In the Brutus (71), Cicero, tracing the trajectory of Latin literature, writes: nihil est enim simul et inuentum et perfectum,Nothing is fully developed at the moment of its invention.” The Latin verb perficio, from which the English word “perfect” derives, means “to bring to completion” or “to finish.” In a different work, On the Nature of the Gods (2.35), Cicero, speaking from a Stoic perspective, describes this process of completion or finishing in terms of a natural growth which irresistibly strives beyond its current state. Here comes the Latin and the Loeb translation: 

neque enim dici potest in ulla rerum institutione non esse aliquid extremum atque perfectum. ut enim in uite ut in pecude nisi quae uis obstitit uidemus naturam suo quodam itinere ad ultimum peruenire, atque ut pictura et fabrica ceteraeque artes habent quendam absoluti operis effectum, sic in omni natura ac multo etiam magis necesse est absolui aliquid ac perfici. etenim ceteris naturis multa externa quo minus perficiantur possunt obsistere, uniuersam autem naturam nulla res potest impedire, propterea quod omnis naturas ipsa cohibet et continet.

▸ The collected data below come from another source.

//! Data table describing every report kind.
//!
//! Adding a kind means adding a row here; the collection engine only reads
//! the table.

use chrono::{Datelike, NaiveDate, Weekday};

use super::domain::{MediaKind, ReportKind};
use super::timeliness::TimeWindow;

#[derive(Debug, Clone, Copy, PartialEq, Eq)]
pub enum KindFamily {
    /// Variant chosen by the submitter, dated today.
    Opening,
    /// Date chosen by the submitter (today or yesterday).
    Closing,
}

#[derive(Debug, Clone, Copy, PartialEq, Eq)]
pub enum UniquenessScope {
    /// At most one report per `(location, kind, date)`.
    PerLocationDay,
    Unrestricted,
}

#[derive(Debug, Clone, Copy, PartialEq, Eq)]
pub struct EvidenceStep {
    pub media: MediaKind,
    pub prompt: &'static str,
}

#[derive(Debug)]
pub struct KindSpec {
    pub kind: ReportKind,
    pub family: KindFamily,
    pub title: &'static str,
    /// Button label offered in the variant menu (opening family only).
    pub variant_label: Option<&'static str>,
    pub window: TimeWindow,
    pub uniqueness: UniquenessScope,
    pub aux_question: Option<&'static str>,
    pub evidence: &'static [EvidenceStep],
    /// Additional steps required when the report date falls on `extended_on`.
    pub extended_evidence: &'static [EvidenceStep],
    pub extended_on: Option<Weekday>,
}

impl KindSpec {
    pub fn required_evidence(&self, date: NaiveDate) -> usize {
        if self.is_extended(date) {
            self.evidence.len() + self.extended_evidence.len()
        } else {
            self.evidence.len()
        }
    }

    pub fn evidence_step(&self, index: usize) -> Option<&'static EvidenceStep> {
        self.evidence
            .get(index)
            .or_else(|| self.extended_evidence.get(index.checked_sub(self.evidence.len())?))
    }

    pub fn is_unique_per_day(&self) -> bool {
        self.uniqueness == UniquenessScope::PerLocationDay
    }

    fn is_extended(&self, date: NaiveDate) -> bool {
        self.extended_on == Some(date.weekday())
    }
}

const SETUP_EVIDENCE: &[EvidenceStep] = &[EvidenceStep {
    media: MediaKind::Photo,
    prompt: "Send a photo of the tuned espresso shot 📸",
}];

const OPENING_EARLY_EVIDENCE: &[EvidenceStep] = &[
    EvidenceStep {
        media: MediaKind::Photo,
        prompt: "Send a photo of the display counter laid out per the diagram 📸",
    },
    EvidenceStep {
        media: MediaKind::Photo,
        prompt: "Send a photo of the bar workstation 📸",
    },
];

const OPENING_LATE_EVIDENCE: &[EvidenceStep] = &[EvidenceStep {
    media: MediaKind::Video,
    prompt: "Record one walkthrough video of the location 🎥",
}];

const CLOSING_EVIDENCE: &[EvidenceStep] = &[
    EvidenceStep {
        media: MediaKind::Video,
        prompt: "Record a video of the cleaned coffee machine 🎥",
    },
    EvidenceStep {
        media: MediaKind::Video,
        prompt: "Record a video of the fridges and display case 🎥",
    },
    EvidenceStep {
        media: MediaKind::Video,
        prompt: "Record a video of the floor and the locked entrance 🎥",
    },
];

const CLOSING_MONDAY_EVIDENCE: &[EvidenceStep] = &[
    EvidenceStep {
        media: MediaKind::Video,
        prompt: "Record a video of the cleaned grinder burrs 🎥",
    },
    EvidenceStep {
        media: MediaKind::Video,
        prompt: "Record a video of the descaled steam wand 🎥",
    },
    EvidenceStep {
        media: MediaKind::Video,
        prompt: "Record a video of the stockroom shelves 🎥",
    },
    EvidenceStep {
        media: MediaKind::Video,
        prompt: "Record a video of the emptied and washed bins 🎥",
    },
];

static CATALOG: [KindSpec; 4] = [
    KindSpec {
        kind: ReportKind::Setup,
        family: KindFamily::Opening,
        title: "Espresso setup",
        variant_label: Some("Setup"),
        window: TimeWindow::EarlyMorning,
        uniqueness: UniquenessScope::Unrestricted,
        aux_question: Some("Is the safe balance correct? Answer OK or describe the difference 👇"),
        evidence: SETUP_EVIDENCE,
        extended_evidence: &[],
        extended_on: None,
    },
    KindSpec {
        kind: ReportKind::OpeningEarly,
        family: KindFamily::Opening,
        title: "Opening by 10",
        variant_label: Some("By 10"),
        window: TimeWindow::EarlyMorning,
        uniqueness: UniquenessScope::PerLocationDay,
        aux_question: None,
        evidence: OPENING_EARLY_EVIDENCE,
        extended_evidence: &[],
        extended_on: None,
    },
    KindSpec {
        kind: ReportKind::OpeningLate,
        family: KindFamily::Opening,
        title: "Opening by 12",
        variant_label: Some("By 12"),
        window: TimeWindow::LateMorning,
        uniqueness: UniquenessScope::PerLocationDay,
        aux_question: None,
        evidence: OPENING_LATE_EVIDENCE,
        extended_evidence: &[],
        extended_on: None,
    },
    KindSpec {
        kind: ReportKind::Closing,
        family: KindFamily::Closing,
        title: "Closing",
        variant_label: None,
        window: TimeWindow::Closing,
        uniqueness: UniquenessScope::PerLocationDay,
        aux_question: None,
        evidence: CLOSING_EVIDENCE,
        extended_evidence: CLOSING_MONDAY_EVIDENCE,
        extended_on: Some(Weekday::Mon),
    },
];

impl ReportKind {
    pub fn spec(self) -> &'static KindSpec {
        match self {
            ReportKind::Setup => &CATALOG[0],
            ReportKind::OpeningEarly => &CATALOG[1],
            ReportKind::OpeningLate => &CATALOG[2],
            ReportKind::Closing => &CATALOG[3],
        }
    }

    pub fn title(self) -> &'static str {
        self.spec().title
    }

    pub fn family(self) -> KindFamily {
        self.spec().family
    }
}

/// Variant button labels in menu order.
pub fn variant_labels() -> Vec<&'static str> {
    CATALOG
        .iter()
        .filter_map(|spec| spec.variant_label)
        .collect()
}

/// Resolves a variant button label to its kind.
pub fn kind_for_variant(label: &str) -> Option<ReportKind> {
    let label = label.trim();
    CATALOG
        .iter()
        .find(|spec| {
            spec.variant_label
                .is_some_and(|candidate| candidate.eq_ignore_ascii_case(label))
        })
        .map(|spec| spec.kind)
}

pub fn kinds_in(family: KindFamily) -> Vec<ReportKind> {
    CATALOG
        .iter()
        .filter(|spec| spec.family == family)
        .map(|spec| spec.kind)
        .collect()
}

Again, it is undeniable that every organic whole must have an ultimate ideal of perfection. As in vines or in cattle we see that, unless obstructed by some force, nature progresses on a certain path of her own to her goal of full development, and as in painting, architecture and the other arts and crafts there is an ideal of perfect workmanship, even so and far more in the world of nature as a whole there must be a process towards completeness and perfection. The various limited modes of being may encounter many external obstacles to hinder their perfect realization, but there can be nothing that can frustrate nature as a whole, since she embraces and contains within herself all modes of being.

Each of these discussions of “perfection” in Cicero suggests that the thing which is “perfect” is one which has been worked beyond an initial beginning of some kind — the event horizon of “invention” (inuentum), or the young tendril of vine — and imagines the possibility that such a start could be brought forward to its logical conclusion, its completion. Essentially, “perfection”, in these terms, requires a distance between the beginning and the end; an end cannot coexist with its beginning. It requires growth. Yet the fine line between the simplicity of completion, and the politics of “perfection” is blurred by Cicero too. The natural world may follow its own script, leading to the growth of plants and animals, but Cicero includes human artefacts in the same category: painting, architecture, “technology” (ceterae artes…). The idea that the perfect thing is the completed thing is a problem. Because, well. When is anything finished? There is a difference between completion (the point of fullness beyond which further growth is impossible), and a stop (a breaking off point). But what is it?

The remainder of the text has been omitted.